Regular readers of this blog are probably convinced that the time series of satellite images are perfectly suited to describe the evolution of the Earth's surface. Space agencies are stepping up efforts to make available products to ease the use of these data. If one sets aside the main author of this blog (note : no need to put aside, he is far behind), it is of course NASA that has most contributed to disseminate advanced remote sensing products such as land surface reflectance or indices describing the vegetation health. These products are convenient to use but can also mask the measurement artifacts that are likely to mislead users like me.
Several teams who used the MODIS products...
Several teams who used the MODIS products "leaf area index" (LAI) or "enhanced vegetation index" (EVI) distributed by NASA believed see that the Amazon forest was turning green during the dry season, which is also the sunniest. They deduced that the forest growth was not limited by water availability in soil, but rather by the amount of solar radiation.
Several teams who used the MODIS products "snow albedo" or "reflectance area" distributed by NASA believed to detect a darkening of the Greenland surface, including in areas close to the summit where the snow melts very rarely. They concluded that the impurity content in the snow surface layer had increased due to the deposition of inorganic or organic dust from the atmosphere.
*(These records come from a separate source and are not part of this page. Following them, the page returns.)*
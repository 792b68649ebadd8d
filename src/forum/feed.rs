use rusqlite::params;
use rusqlite::types::Value;

use crate::db::models::Category;
use crate::error::AppResult;
use crate::forum::posts::{CONTENT_WRAP_WORDS, TITLE_WRAP_WORDS};
use crate::forum::{format_created_at, word_wrap};
use crate::state::DbPool;

/// Which slice of the feed the viewer asked for. Unknown filter strings
/// read as All.
#[derive(Debug, Clone, Copy, PartialEq, Eq, Default)]
pub enum Filter {
    #[default]
    All,
    Created,
    Liked,
}

impl Filter {
    pub fn from_query(value: &str) -> Self {
        match value {
            "created" => Filter::Created,
            "liked" => Filter::Liked,
            _ => Filter::All,
        }
    }
}

#[derive(Debug, Clone)]
pub struct FeedComment {
    pub id: i64,
    pub author: String,
    pub content: String,
    pub likes: i64,
    pub dislikes: i64,
    pub user_liked: bool,
    pub user_disliked: bool,
    pub created_at: String,
}

#[derive(Debug, Clone)]
pub struct FeedPost {
    pub id: i64,
    pub title: String,
    pub content: String,
    pub author: String,
    pub created_at: String,
    pub likes: i64,
    pub dislikes: i64,
    pub user_liked: bool,
    pub user_disliked: bool,
    pub image_path: String,
    pub comments: Vec<FeedComment>,
    pub categories: Vec<Category>,
}

/// Assemble the post listing: counts, per-viewer vote state, comments
/// oldest-first, categories, newest post first. `filter` narrows to the
/// viewer's own or liked posts; `category` narrows by tag name.
pub fn load(
    pool: &DbPool,
    viewer: Option<i64>,
    filter: Filter,
    category: Option<&str>,
) -> AppResult<Vec<FeedPost>> {
    // Created/Liked are empty for anonymous viewers by definition
    let viewer_id = match (filter, viewer) {
        (Filter::Created | Filter::Liked, None) => return Ok(Vec::new()),
        (_, v) => v,
    };

    let mut sql = String::from(
        "SELECT p.id, p.title, p.content, u.username, p.created_at, \
           (SELECT COUNT(*) FROM votes WHERE post_id = p.id AND is_like = 1 AND comment_id IS NULL), \
           (SELECT COUNT(*) FROM votes WHERE post_id = p.id AND is_like = 0 AND comment_id IS NULL), \
           p.image_path \
         FROM posts p \
         JOIN users u ON p.user_id = u.id",
    );
    let mut where_clauses: Vec<&str> = Vec::new();
    let mut args: Vec<Value> = Vec::new();

    match filter {
        Filter::Created => {
            where_clauses.push("p.user_id = ?");
            args.push(Value::Integer(viewer_id.unwrap()));
        }
        Filter::Liked => {
            sql.push_str(" JOIN votes l ON p.id = l.post_id AND l.comment_id IS NULL");
            where_clauses.push("l.user_id = ? AND l.is_like = 1");
            args.push(Value::Integer(viewer_id.unwrap()));
        }
        Filter::All => {}
    }

    if let Some(name) = category {
        sql.push_str(
            " JOIN post_categories pc ON p.id = pc.post_id \
              JOIN categories cat ON pc.category_id = cat.id",
        );
        where_clauses.push("cat.name = ?");
        args.push(Value::Text(name.to_string()));
    }

    if !where_clauses.is_empty() {
        sql.push_str(" WHERE ");
        sql.push_str(&where_clauses.join(" AND "));
    }
    sql.push_str(" ORDER BY p.created_at DESC, p.id DESC");

    let conn = pool.get()?;
    let mut stmt = conn.prepare(&sql)?;
    let rows = stmt
        .query_map(rusqlite::params_from_iter(args), |row| {
            Ok(FeedPost {
                id: row.get(0)?,
                title: row.get(1)?,
                content: row.get(2)?,
                author: row.get(3)?,
                created_at: row.get(4)?,
                likes: row.get(5)?,
                dislikes: row.get(6)?,
                image_path: row.get::<_, Option<String>>(7)?.unwrap_or_default(),
                user_liked: false,
                user_disliked: false,
                comments: Vec::new(),
                categories: Vec::new(),
            })
        })?
        .collect::<Result<Vec<_>, _>>()?;
    drop(stmt);
    drop(conn);

    let mut posts = Vec::with_capacity(rows.len());
    for mut post in rows {
        post.created_at = format_created_at(&post.created_at);
        // Stored text is already wrapped; wrapping again is a no-op for it
        // but keeps legacy rows consistent on screen.
        post.title = word_wrap(&post.title, TITLE_WRAP_WORDS);
        post.content = word_wrap(&post.content, CONTENT_WRAP_WORDS);

        if let Some(viewer_id) = viewer_id {
            let state = crate::forum::votes::vote_state(
                pool,
                viewer_id,
                crate::forum::votes::VoteTarget::Post(post.id),
            )?;
            post.user_liked = state == Some(true);
            post.user_disliked = state == Some(false);
        }

        post.comments = load_comments(pool, post.id, viewer_id)?;
        post.categories = load_categories(pool, post.id)?;
        posts.push(post);
    }

    Ok(posts)
}

fn load_comments(pool: &DbPool, post_id: i64, viewer: Option<i64>) -> AppResult<Vec<FeedComment>> {
    let conn = pool.get()?;
    let mut stmt = conn.prepare(
        "SELECT c.id, u.username, c.content, \
           (SELECT COUNT(*) FROM votes WHERE comment_id = c.id AND is_like = 1 AND post_id IS NULL), \
           (SELECT COUNT(*) FROM votes WHERE comment_id = c.id AND is_like = 0 AND post_id IS NULL), \
           c.created_at \
         FROM comments c \
         JOIN users u ON c.user_id = u.id \
         WHERE c.post_id = ?1 \
         ORDER BY c.created_at ASC, c.id ASC",
    )?;
    let rows = stmt
        .query_map(params![post_id], |row| {
            Ok(FeedComment {
                id: row.get(0)?,
                author: row.get(1)?,
                content: row.get(2)?,
                likes: row.get(3)?,
                dislikes: row.get(4)?,
                created_at: row.get(5)?,
                user_liked: false,
                user_disliked: false,
            })
        })?
        .collect::<Result<Vec<_>, _>>()?;
    drop(stmt);
    drop(conn);

    let mut comments = Vec::with_capacity(rows.len());
    for mut comment in rows {
        comment.created_at = format_created_at(&comment.created_at);
        if let Some(viewer_id) = viewer {
            let state = crate::forum::votes::vote_state(
                pool,
                viewer_id,
                crate::forum::votes::VoteTarget::Comment(comment.id),
            )?;
            comment.user_liked = state == Some(true);
            comment.user_disliked = state == Some(false);
        }
        comments.push(comment);
    }
    Ok(comments)
}

fn load_categories(pool: &DbPool, post_id: i64) -> AppResult<Vec<Category>> {
    let conn = pool.get()?;
    let mut stmt = conn.prepare(
        "SELECT c.id, c.name \
         FROM categories c \
         JOIN post_categories pc ON c.id = pc.category_id \
         WHERE pc.post_id = ?1 \
         ORDER BY c.name ASC",
    )?;
    let categories = stmt
        .query_map(params![post_id], |row| {
            Ok(Category {
                id: row.get(0)?,
                name: row.get(1)?,
            })
        })?
        .collect::<Result<Vec<_>, _>>()?;
    Ok(categories)
}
These two studies have important implications for understanding and anticipating climate change. What will Amazon forest become if the weather dries up? How fast will the Greenland ice sheet melt if the impurities keep on accumulating?
Wait a minute
The results of these studies were contradicted and can be explained by sensor effects. In the Amazon forest, it was a directional effect caused by the angle of the MODIS sensor relative to the sun: at the end of the dry season, the sensor is aligned with the sun which increases the reflectance in the bands NIR and red and therefore causes an apparent increase of the LAI or EVI. The increase disappears if this geometric effect is corrected (Morton et al., 2014). In the case of Sentinel-2, which observes virtually vertically, these effects will be reduced but not completely eliminated and will also have to be corrected.
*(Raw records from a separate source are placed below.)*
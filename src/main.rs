use std::net::SocketAddr;
use std::time::Duration;

use clap::Parser;
use tracing_subscriber::EnvFilter;

use forum::config::{Cli, Config};
use forum::state::AppState;
use forum::{auth, db};

#[tokio::main]
async fn main() -> anyhow::Result<()> {
    // Initialize logging
    tracing_subscriber::fmt()
        .with_env_filter(
            EnvFilter::try_from_default_env().unwrap_or_else(|_| EnvFilter::new("info")),
        )
        .init();

    // Parse CLI args and load config
    let cli = Cli::parse();
    let config = Config::load(&cli)?;

    // Ensure uploads directory exists
    std::fs::create_dir_all(&config.storage.uploads)?;

    // Initialize database
    let pool = db::create_pool(&config.database.path)?;
    db::run_migrations(&pool)?;

    // Expired sessions accumulate otherwise; sweep now and then hourly
    let purged = auth::session::purge_expired(&pool)?;
    if purged > 0 {
        tracing::info!(purged, "purged expired sessions");
    }
    let janitor_pool = pool.clone();
    tokio::spawn(async move {
        let mut interval = tokio::time::interval(Duration::from_secs(3600));
        interval.tick().await; // first tick fires immediately
        loop {
            interval.tick().await;
            match auth::session::purge_expired(&janitor_pool) {
                Ok(0) => {}
                Ok(n) => tracing::info!(purged = n, "purged expired sessions"),
                Err(e) => tracing::warn!("session purge failed: {}", e),
            }
        }
    });

    // Build app state and router
    let state = AppState {
        db: pool,
        config: config.clone(),
    };
    let app = forum::app(state);

    // Start server
    let addr: SocketAddr = format!("{}:{}", config.server.host, config.server.port).parse()?;
    tracing::info!("Listening on http://{}", addr);

    let listener = tokio::net::TcpListener::bind(addr).await?;
    axum::serve(listener, app).await?;

    Ok(())
}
For the Greenland snow, Polashenski et al. (2015) recently showed that the aging of the MODIS sensor aboard the Terra satellite could be enough to explain the darkening trend. The deterioration of the sensor sensitivity is a normal phenomenon that should be corrected in the new version of MODIS products (Collection 6). The correction of this effect could even help solve other issues that agitate the scientific community as the problem of a mysterious missing carbon sink (Lyapustin et al., 2014).
Of course, these examples are rare and should not discredit remote sensing products. The only lesson is that we must continue to demand our agencies quality products along with their uncertainties, take a look at the doc, and double check our results... The release of even imperfect data also helps speed up the implementation product update and correction, and thus to initiate a virtuous circle between spatial data users and producers!
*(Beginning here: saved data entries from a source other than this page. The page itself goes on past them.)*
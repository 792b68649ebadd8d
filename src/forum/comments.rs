use rusqlite::params;

use crate::error::{AppError, AppResult};
use crate::state::DbPool;

pub const COMMENT_MAX_CHARS: usize = 120;

/// Why a comment submission was turned away. Carried back to the feed as a
/// machine-readable query parameter rather than an error page.
#[derive(Debug, Clone, Copy, PartialEq, Eq)]
pub enum CommentRejection {
    Empty,
    TooLong,
}

impl CommentRejection {
    pub fn code(self) -> &'static str {
        match self {
            CommentRejection::Empty => "empty_comment",
            CommentRejection::TooLong => "comment_too_long",
        }
    }

    pub fn message(code: &str) -> Option<&'static str> {
        match code {
            "empty_comment" => Some("Comment cannot be empty."),
            "comment_too_long" => Some("Comment cannot exceed 120 characters."),
            _ => None,
        }
    }
}

pub fn check_content(content: &str) -> Result<(), CommentRejection> {
    if content.trim().is_empty() {
        return Err(CommentRejection::Empty);
    }
    if content.chars().count() > COMMENT_MAX_CHARS {
        return Err(CommentRejection::TooLong);
    }
    Ok(())
}

/// Insert a comment on an existing post. Single-row write, no transaction
/// needed. Content rules are checked by the caller via `check_content` so
/// the HTTP layer can redirect with a code instead of failing.
pub fn create(pool: &DbPool, author: i64, post_id: i64, content: &str) -> AppResult<i64> {
    if !crate::db::post_exists(pool, post_id)? {
        return Err(AppError::InvalidInput("Post not found".into()));
    }
    if check_content(content).is_err() {
        return Err(AppError::InvalidInput("Invalid comment content".into()));
    }

    let conn = pool.get()?;
    conn.execute(
        "INSERT INTO comments (post_id, user_id, content) VALUES (?1, ?2, ?3)",
        params![post_id, author, content],
    )?;
    Ok(conn.last_insert_rowid())
}

/// Delete a comment: author-only. Votes on the comment go in the same
/// transaction.
pub fn delete(pool: &DbPool, deleter: i64, comment_id: i64) -> AppResult<()> {
    match author_of(pool, comment_id)? {
        None => return Err(AppError::NotFound),
        Some(author) if author != deleter => return Err(AppError::Forbidden),
        Some(_) => {}
    }

    let mut conn = pool.get()?;
    let tx = conn.transaction()?;
    tx.execute(
        "DELETE FROM votes WHERE comment_id = ?1",
        params![comment_id],
    )?;
    let deleted = tx.execute(
        "DELETE FROM comments WHERE id = ?1 AND user_id = ?2",
        params![comment_id, deleter],
    )?;
    if deleted == 0 {
        return Err(AppError::NotFound);
    }
    tx.commit()?;
    Ok(())
}

pub fn author_of(pool: &DbPool, comment_id: i64) -> AppResult<Option<i64>> {
    let conn = pool.get()?;
    conn.query_row(
        "SELECT user_id FROM comments WHERE id = ?1",
        params![comment_id],
        |row| row.get(0),
    )
    .map(Some)
    .or_else(|e| match e {
        rusqlite::Error::QueryReturnedNoRows => Ok(None),
        other => Err(other.into()),
    })
}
Figure: Evolution of the reflectance from band 3 from L1B product on a stable desert site in Libya (black: Collection 5, red: Collection 6). The deterioration of the MODIS sensor does not concern the Aqua satellite that is more recent (taken from Lyapustin et al., 2014).
Lyapustin et al. (2014). Scientific impact of MODIS C5 calibration degradation and C6+ improvements, Atmos. Meas. Tech., 7, 4353-4365, doi:10.5194/amt-7-4353-2014.
Morton et al. (2014). Amazon forests maintain consistent canopy structure and greenness during the dry season. Nature, 506 (7487), 221-224, doi:10.1038/nature13006
Polashenski et al. (2015). Neither dust nor black carbon causing apparent albedo decline in Greenland's dry snow zone; implications for MODIS C5 surface reflectance. Geophysical Research Letters. 42, doi:10.1002/2015GL065912.